• [ASSIGNMENT]: In the data below, the answer is the run of lines from the line containing "world.step_boosts(config.movement.boost_decay);" through the line containing "offset, half, tick);", both included; print it exactly and nothing else.

• [THE RECORDS]:

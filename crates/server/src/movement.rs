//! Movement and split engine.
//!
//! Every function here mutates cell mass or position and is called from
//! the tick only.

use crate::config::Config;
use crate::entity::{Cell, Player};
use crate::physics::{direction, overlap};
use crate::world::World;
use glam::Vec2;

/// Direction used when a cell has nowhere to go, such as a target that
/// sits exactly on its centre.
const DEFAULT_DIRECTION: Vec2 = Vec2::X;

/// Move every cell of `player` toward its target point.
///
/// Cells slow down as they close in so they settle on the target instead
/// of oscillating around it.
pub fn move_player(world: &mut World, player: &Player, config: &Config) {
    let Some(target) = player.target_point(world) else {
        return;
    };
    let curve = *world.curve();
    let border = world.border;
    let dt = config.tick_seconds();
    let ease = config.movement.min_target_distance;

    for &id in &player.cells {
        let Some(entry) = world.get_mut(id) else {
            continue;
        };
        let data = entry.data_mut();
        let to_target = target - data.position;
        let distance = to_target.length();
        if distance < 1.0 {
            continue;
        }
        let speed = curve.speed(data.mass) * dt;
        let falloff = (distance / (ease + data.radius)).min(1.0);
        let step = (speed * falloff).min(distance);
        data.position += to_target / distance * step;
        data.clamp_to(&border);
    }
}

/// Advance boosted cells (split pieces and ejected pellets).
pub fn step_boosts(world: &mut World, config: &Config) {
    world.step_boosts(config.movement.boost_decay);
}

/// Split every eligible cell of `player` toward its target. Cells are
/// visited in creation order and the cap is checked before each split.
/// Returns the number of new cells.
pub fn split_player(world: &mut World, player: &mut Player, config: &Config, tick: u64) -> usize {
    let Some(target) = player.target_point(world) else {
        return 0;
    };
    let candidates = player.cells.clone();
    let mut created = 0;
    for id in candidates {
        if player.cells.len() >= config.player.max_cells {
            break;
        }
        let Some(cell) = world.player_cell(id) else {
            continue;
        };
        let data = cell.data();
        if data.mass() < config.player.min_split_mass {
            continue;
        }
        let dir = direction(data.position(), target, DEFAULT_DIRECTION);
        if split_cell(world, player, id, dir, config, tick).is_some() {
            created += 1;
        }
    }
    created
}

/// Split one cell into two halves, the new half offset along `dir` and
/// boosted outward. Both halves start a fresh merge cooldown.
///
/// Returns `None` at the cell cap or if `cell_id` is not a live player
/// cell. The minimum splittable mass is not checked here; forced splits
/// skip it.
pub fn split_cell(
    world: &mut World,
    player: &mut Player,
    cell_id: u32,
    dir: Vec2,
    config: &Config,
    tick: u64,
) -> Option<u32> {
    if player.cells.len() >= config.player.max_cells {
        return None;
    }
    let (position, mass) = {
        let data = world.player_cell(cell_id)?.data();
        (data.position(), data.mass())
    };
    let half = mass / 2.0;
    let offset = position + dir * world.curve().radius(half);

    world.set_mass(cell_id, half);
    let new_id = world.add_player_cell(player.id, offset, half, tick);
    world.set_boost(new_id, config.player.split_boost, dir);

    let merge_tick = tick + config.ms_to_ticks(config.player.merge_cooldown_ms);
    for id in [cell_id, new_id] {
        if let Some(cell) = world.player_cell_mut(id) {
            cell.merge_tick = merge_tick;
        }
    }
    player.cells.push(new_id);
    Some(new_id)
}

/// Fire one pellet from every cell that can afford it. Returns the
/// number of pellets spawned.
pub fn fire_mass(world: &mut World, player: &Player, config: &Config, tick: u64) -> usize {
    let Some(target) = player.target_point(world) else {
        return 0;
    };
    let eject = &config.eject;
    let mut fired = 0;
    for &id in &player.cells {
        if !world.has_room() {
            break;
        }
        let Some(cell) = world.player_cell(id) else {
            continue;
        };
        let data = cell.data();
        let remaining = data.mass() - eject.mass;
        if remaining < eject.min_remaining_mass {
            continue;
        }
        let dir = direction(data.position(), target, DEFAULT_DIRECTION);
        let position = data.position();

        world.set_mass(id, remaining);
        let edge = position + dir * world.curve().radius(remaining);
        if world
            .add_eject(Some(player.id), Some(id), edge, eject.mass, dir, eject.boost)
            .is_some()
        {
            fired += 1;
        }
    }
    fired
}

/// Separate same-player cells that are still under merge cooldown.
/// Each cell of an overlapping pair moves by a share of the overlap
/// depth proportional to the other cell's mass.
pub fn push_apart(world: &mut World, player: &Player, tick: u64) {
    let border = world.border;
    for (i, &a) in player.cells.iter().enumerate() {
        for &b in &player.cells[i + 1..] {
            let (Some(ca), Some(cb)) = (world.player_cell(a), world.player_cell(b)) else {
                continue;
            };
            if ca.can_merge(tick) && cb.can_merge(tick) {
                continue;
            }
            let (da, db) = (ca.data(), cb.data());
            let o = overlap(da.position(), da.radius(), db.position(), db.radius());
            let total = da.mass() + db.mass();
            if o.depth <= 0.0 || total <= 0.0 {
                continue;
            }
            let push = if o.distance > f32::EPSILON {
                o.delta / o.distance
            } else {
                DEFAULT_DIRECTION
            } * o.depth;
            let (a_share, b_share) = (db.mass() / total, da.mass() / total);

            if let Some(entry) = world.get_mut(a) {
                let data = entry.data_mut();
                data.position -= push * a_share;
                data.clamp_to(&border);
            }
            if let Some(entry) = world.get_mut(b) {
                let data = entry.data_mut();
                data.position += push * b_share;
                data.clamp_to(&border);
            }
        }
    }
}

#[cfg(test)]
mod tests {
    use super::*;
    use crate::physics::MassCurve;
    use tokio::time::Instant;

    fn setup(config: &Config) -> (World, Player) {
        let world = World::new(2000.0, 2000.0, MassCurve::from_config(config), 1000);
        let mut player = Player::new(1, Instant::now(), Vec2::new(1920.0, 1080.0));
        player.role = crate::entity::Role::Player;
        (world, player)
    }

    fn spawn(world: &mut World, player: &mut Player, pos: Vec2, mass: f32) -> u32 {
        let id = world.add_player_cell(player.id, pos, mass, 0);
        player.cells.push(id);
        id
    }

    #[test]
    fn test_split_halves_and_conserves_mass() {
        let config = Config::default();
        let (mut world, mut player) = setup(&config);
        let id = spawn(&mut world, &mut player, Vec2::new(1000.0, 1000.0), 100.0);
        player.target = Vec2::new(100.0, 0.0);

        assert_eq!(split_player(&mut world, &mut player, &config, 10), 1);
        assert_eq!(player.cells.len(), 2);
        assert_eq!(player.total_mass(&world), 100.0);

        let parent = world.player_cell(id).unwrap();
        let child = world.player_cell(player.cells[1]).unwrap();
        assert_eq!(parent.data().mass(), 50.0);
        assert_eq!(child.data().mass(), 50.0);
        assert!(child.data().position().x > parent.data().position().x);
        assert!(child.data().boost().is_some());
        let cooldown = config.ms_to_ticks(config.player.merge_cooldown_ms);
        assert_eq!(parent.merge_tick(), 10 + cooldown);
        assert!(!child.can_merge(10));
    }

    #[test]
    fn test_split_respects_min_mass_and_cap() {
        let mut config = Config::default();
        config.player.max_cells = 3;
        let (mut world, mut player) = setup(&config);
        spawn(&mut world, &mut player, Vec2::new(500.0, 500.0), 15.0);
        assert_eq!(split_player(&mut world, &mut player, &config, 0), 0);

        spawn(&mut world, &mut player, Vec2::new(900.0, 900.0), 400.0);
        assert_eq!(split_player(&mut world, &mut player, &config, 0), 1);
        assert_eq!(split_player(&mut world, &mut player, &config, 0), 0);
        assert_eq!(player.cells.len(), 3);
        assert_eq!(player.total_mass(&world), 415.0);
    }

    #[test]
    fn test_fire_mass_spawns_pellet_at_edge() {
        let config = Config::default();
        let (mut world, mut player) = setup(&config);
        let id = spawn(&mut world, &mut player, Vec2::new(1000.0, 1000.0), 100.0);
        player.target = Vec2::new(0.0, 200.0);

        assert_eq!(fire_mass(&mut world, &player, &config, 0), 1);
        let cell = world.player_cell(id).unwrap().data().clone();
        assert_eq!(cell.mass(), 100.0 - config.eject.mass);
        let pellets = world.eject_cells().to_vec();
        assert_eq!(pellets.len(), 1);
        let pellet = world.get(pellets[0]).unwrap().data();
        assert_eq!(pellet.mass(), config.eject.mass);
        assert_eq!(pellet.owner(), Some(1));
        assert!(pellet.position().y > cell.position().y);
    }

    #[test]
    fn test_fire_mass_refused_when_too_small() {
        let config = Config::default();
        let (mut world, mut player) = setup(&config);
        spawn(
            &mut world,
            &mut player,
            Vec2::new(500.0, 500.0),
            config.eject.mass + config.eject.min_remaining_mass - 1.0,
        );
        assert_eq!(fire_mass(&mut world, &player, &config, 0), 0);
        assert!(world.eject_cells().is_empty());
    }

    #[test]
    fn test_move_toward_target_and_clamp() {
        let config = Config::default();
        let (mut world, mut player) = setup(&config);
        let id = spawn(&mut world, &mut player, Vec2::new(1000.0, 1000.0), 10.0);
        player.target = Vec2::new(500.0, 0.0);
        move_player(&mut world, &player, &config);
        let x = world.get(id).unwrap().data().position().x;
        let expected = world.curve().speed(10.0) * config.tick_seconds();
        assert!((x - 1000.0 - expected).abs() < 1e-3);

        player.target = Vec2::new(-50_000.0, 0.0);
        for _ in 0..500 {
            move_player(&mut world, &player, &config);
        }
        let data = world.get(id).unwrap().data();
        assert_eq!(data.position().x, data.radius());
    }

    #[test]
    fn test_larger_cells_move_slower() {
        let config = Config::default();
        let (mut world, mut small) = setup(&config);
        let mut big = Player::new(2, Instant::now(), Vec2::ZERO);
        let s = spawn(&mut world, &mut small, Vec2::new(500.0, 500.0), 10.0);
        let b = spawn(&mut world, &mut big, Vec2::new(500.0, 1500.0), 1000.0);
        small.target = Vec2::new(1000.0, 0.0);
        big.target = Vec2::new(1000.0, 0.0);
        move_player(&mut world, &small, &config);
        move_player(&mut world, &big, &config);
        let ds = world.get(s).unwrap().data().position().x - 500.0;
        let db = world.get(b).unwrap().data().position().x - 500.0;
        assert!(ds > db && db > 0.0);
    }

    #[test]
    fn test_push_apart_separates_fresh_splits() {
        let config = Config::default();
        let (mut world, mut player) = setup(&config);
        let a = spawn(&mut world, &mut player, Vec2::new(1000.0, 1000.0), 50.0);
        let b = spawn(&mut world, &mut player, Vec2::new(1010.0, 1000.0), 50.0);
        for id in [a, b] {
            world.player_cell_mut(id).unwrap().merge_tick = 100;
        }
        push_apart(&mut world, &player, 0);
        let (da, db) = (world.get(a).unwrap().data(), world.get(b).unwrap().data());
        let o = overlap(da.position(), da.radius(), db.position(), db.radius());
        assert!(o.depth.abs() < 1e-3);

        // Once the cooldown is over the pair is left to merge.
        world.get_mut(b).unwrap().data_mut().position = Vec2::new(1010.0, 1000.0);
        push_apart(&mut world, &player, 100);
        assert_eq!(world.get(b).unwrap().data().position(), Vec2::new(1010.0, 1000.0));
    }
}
--
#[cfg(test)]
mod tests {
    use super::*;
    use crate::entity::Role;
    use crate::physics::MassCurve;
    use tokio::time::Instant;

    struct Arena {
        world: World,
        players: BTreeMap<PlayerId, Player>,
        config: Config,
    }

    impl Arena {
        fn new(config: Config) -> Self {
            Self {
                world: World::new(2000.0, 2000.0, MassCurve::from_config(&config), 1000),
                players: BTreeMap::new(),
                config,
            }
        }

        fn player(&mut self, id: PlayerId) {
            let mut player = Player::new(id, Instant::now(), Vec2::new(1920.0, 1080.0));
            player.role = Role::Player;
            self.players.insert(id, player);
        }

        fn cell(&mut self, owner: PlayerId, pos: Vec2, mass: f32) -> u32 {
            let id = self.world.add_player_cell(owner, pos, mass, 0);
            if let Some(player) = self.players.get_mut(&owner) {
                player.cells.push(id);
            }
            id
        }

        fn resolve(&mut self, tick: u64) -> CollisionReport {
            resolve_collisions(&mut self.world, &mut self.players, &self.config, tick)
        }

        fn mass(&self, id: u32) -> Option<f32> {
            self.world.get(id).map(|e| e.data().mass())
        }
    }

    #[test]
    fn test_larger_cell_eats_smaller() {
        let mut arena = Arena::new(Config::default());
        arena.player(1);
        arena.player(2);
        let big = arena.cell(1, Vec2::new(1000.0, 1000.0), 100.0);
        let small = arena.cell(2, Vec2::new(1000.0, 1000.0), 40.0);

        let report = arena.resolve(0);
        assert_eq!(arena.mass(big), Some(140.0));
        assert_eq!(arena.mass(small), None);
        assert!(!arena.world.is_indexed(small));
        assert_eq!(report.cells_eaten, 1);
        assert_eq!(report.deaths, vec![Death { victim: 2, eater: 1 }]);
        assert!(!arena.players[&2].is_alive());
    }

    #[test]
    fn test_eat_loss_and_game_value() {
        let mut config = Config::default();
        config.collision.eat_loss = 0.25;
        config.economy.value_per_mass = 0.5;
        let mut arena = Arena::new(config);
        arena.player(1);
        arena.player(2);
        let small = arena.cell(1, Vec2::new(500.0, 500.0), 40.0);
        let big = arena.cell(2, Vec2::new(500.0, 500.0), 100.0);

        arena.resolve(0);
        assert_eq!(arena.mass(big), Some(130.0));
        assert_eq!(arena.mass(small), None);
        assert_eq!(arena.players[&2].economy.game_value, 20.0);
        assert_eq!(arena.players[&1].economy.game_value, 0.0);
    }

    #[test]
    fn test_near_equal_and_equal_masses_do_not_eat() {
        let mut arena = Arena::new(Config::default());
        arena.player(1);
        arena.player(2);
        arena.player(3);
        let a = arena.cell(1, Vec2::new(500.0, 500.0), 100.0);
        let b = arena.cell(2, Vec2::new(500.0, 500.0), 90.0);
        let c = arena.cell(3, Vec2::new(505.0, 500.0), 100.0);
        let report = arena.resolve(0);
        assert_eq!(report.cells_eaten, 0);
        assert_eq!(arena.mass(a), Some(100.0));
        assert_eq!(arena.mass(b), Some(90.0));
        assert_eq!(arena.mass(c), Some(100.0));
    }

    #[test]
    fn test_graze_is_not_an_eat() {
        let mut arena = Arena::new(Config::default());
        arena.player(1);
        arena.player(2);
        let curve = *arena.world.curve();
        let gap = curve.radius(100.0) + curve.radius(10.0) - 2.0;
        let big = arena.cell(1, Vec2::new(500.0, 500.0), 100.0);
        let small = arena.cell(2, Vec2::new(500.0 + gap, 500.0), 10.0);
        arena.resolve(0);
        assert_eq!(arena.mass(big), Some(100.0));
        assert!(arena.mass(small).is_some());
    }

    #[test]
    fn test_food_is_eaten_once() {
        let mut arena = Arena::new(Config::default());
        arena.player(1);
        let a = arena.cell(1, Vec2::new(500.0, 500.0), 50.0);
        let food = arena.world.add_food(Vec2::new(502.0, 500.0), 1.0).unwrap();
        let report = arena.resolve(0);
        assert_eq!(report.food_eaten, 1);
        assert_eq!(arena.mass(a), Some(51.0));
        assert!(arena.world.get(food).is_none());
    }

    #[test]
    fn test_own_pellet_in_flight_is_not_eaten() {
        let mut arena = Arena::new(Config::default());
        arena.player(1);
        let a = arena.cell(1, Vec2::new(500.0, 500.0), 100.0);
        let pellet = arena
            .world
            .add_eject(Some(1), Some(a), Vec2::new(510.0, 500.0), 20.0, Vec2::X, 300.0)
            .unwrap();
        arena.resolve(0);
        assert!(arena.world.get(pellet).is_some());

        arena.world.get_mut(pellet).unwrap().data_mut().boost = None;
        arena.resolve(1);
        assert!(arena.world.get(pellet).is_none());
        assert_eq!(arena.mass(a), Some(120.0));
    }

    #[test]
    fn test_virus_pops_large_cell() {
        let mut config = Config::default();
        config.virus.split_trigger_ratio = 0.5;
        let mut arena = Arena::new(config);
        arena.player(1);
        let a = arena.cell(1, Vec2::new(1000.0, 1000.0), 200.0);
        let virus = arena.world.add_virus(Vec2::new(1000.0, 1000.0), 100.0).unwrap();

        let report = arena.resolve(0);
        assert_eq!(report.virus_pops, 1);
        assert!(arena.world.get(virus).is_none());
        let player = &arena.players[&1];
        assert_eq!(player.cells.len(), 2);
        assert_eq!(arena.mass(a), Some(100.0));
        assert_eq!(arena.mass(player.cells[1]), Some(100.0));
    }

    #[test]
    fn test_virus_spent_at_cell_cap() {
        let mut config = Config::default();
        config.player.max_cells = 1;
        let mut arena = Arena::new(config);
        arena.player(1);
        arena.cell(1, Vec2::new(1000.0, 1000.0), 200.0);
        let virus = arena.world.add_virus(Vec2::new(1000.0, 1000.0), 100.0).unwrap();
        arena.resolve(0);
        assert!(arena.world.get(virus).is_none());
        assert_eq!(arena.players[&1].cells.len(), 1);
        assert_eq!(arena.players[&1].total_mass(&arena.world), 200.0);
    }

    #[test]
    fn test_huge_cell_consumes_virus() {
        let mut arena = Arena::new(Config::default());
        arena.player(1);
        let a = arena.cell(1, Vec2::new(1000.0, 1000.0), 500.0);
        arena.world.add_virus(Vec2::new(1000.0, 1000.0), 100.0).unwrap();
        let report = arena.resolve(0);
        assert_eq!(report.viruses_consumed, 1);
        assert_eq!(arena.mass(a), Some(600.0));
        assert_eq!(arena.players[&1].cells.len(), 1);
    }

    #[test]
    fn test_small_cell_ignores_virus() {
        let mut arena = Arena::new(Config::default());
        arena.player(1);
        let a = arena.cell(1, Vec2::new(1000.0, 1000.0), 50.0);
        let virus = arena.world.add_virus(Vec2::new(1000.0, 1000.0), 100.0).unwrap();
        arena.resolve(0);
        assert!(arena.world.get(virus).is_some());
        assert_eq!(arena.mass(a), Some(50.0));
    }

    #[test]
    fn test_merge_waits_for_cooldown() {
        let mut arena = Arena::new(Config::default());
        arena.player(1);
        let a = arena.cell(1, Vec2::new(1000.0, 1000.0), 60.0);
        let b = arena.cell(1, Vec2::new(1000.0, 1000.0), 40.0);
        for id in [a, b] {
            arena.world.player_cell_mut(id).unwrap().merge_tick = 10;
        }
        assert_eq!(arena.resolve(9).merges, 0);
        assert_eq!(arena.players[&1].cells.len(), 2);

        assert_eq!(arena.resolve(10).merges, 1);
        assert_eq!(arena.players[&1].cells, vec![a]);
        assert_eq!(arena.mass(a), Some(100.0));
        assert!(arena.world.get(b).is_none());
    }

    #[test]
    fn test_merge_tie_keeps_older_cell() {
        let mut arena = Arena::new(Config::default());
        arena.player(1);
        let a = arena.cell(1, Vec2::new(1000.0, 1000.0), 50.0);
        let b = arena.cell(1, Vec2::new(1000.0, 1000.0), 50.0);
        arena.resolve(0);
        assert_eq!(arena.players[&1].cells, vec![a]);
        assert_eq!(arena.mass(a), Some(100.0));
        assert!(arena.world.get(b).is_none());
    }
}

• [ANSWER TO THIS TASK]:
    world.step_boosts(config.movement.boost_decay);
}

/// Split every eligible cell of `player` toward its target. Cells are
/// visited in creation order and the cap is checked before each split.
/// Returns the number of new cells.
pub fn split_player(world: &mut World, player: &mut Player, config: &Config, tick: u64) -> usize {
    let Some(target) = player.target_point(world) else {
        return 0;
    };
    let candidates = player.cells.clone();
    let mut created = 0;
    for id in candidates {
        if player.cells.len() >= config.player.max_cells {
            break;
        }
        let Some(cell) = world.player_cell(id) else {
            continue;
        };
        let data = cell.data();
        if data.mass() < config.player.min_split_mass {
            continue;
        }
        let dir = direction(data.position(), target, DEFAULT_DIRECTION);
        if split_cell(world, player, id, dir, config, tick).is_some() {
            created += 1;
        }
    }
    created
}

/// Split one cell into two halves, the new half offset along `dir` and
/// boosted outward. Both halves start a fresh merge cooldown.
///
/// Returns `None` at the cell cap or if `cell_id` is not a live player
/// cell. The minimum splittable mass is not checked here; forced splits
/// skip it.
pub fn split_cell(
    world: &mut World,
    player: &mut Player,
    cell_id: u32,
    dir: Vec2,
    config: &Config,
    tick: u64,
) -> Option<u32> {
    if player.cells.len() >= config.player.max_cells {
        return None;
    }
    let (position, mass) = {
        let data = world.player_cell(cell_id)?.data();
        (data.position(), data.mass())
    };
    let half = mass / 2.0;
    let offset = position + dir * world.curve().radius(half);

    world.set_mass(cell_id, half);
    let new_id = world.add_player_cell(player.id, offset, half, tick);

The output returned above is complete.